YOUR ASSIGNMENT: Write out once more the lines running from the top of the entries below to the line with "CREATE TABLE IF", both ends included.

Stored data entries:
- - - -
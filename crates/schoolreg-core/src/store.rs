//! # Relational Store
//!
//! One table, `schools`. Rows are only ever inserted and listed.
//!
//! `created_at` is filled by SQLite with millisecond precision; listing
//! orders by it descending, with `id` breaking ties.

use crate::error::RegistryError;
use crate::school::{NewSchool, School, SchoolId};
use rusqlite::{Connection, Row, params};
use std::path::Path;

pub const SCHEMA: &str = r#"
CREATE TABLE IF NOT EXISTS schools (
    id INTEGER PRIMARY KEY AUTOINCREMENT,
    name TEXT NOT NULL,
    address TEXT NOT NULL,
    city TEXT NOT NULL,
    state TEXT NOT NULL,
    contact TEXT NOT NULL,
    image TEXT NOT NULL,
    email_id TEXT NOT NULL,
    created_at TEXT NOT NULL DEFAULT (strftime('%Y-%m-%d %H:%M:%f', 'now'))
);

CREATE INDEX IF NOT EXISTS idx_schools_created_at ON schools(created_at);
"#;

const SELECT_COLUMNS: &str =
    "id, name, address, city, state, contact, email_id, image, created_at";

/// Storage operations the registry needs.
pub trait SchoolStore {
    /// Create the schema if it does not exist. Idempotent.
    fn initialize(&self) -> Result<(), RegistryError>;

    /// Insert a row. Returns the generated id.
    fn insert(&mut self, school: &NewSchool) -> Result<SchoolId, RegistryError>;

    /// All rows, newest first.
    fn list_recent(&self) -> Result<Vec<School>, RegistryError>;

    /// Number of rows.
    fn count(&self) -> Result<usize, RegistryError>;
}

/// SQLite-backed store.
pub struct SqliteStore {
    conn: Connection,
}

impl SqliteStore {
    /// Open (or create) a database file, creating parent directories.
    pub fn open(path: impl AsRef<Path>) -> Result<Self, RegistryError> {
        let path = path.as_ref();
        if let Some(parent) = path.parent()
            && !parent.as_os_str().is_empty()
        {
            std::fs::create_dir_all(parent)?;
        }
        let conn = Connection::open(path)?;
        Ok(Self { conn })
    }

    pub fn open_in_memory() -> Result<Self, RegistryError> {
        Ok(Self {
            conn: Connection::open_in_memory()?,
        })
    }
}

impl std::fmt::Debug for SqliteStore {
    fn fmt(&self, f: &mut std::fmt::Formatter<'_>) -> std::fmt::Result {
        f.debug_struct("SqliteStore")
            .field("path", &self.conn.path())
            .finish()
    }
}

fn row_to_school(row: &Row<'_>) -> rusqlite::Result<School> {
    Ok(School {
        id: SchoolId(row.get(0)?),
        name: row.get(1)?,
        address: row.get(2)?,
        city: row.get(3)?,
        state: row.get(4)?,
        contact: row.get(5)?,
        email_id: row.get(6)?,
        image: row.get(7)?,
        created_at: row.get(8)?,
    })
}

impl SchoolStore for SqliteStore {
    fn initialize(&self) -> Result<(), RegistryError> {
        self.conn.execute_batch(SCHEMA)?;
        Ok(())
    }

    fn insert(&mut self, school: &NewSchool) -> Result<SchoolId, RegistryError> {
        self.conn.execute(
            "INSERT INTO schools (name, address, city, state, contact, image, email_id) \
             VALUES (?1, ?2, ?3, ?4, ?5, ?6, ?7)",
            params![
                school.name,
                school.address,
                school.city,
                school.state,
                school.contact,
                school.image,
                school.email_id,
            ],
        )?;
        Ok(SchoolId(self.conn.last_insert_rowid()))
    }

    fn list_recent(&self) -> Result<Vec<School>, RegistryError> {
        let mut stmt = self.conn.prepare(&format!(
            "SELECT {SELECT_COLUMNS} FROM schools ORDER BY created_at DESC, id DESC"
        ))?;
        let schools = stmt
            .query_map([], row_to_school)?
            .collect::<rusqlite::Result<Vec<_>>>()?;
        Ok(schools)
    }

    fn count(&self) -> Result<usize, RegistryError> {
        let count: i64 = self
            .conn
            .query_row("SELECT COUNT(*) FROM schools", [], |row| row.get(0))?;
        Ok(count as usize)
    }
}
- - - -
YOUR RESPONSE:
filename crates/schoolreg-core/src/store.rs
//! # Relational Store
//!
//! One table, `schools`. Rows are only ever inserted and listed.
//!
//! `created_at` is filled by SQLite with millisecond precision; listing
//! orders by it descending, with `id` breaking ties.

use crate::error::RegistryError;
use crate::school::{NewSchool, School, SchoolId};
use rusqlite::{Connection, Row, params};
use std::path::Path;

pub const SCHEMA: &str = r#"
CREATE TABLE IF NOT EXISTS schools (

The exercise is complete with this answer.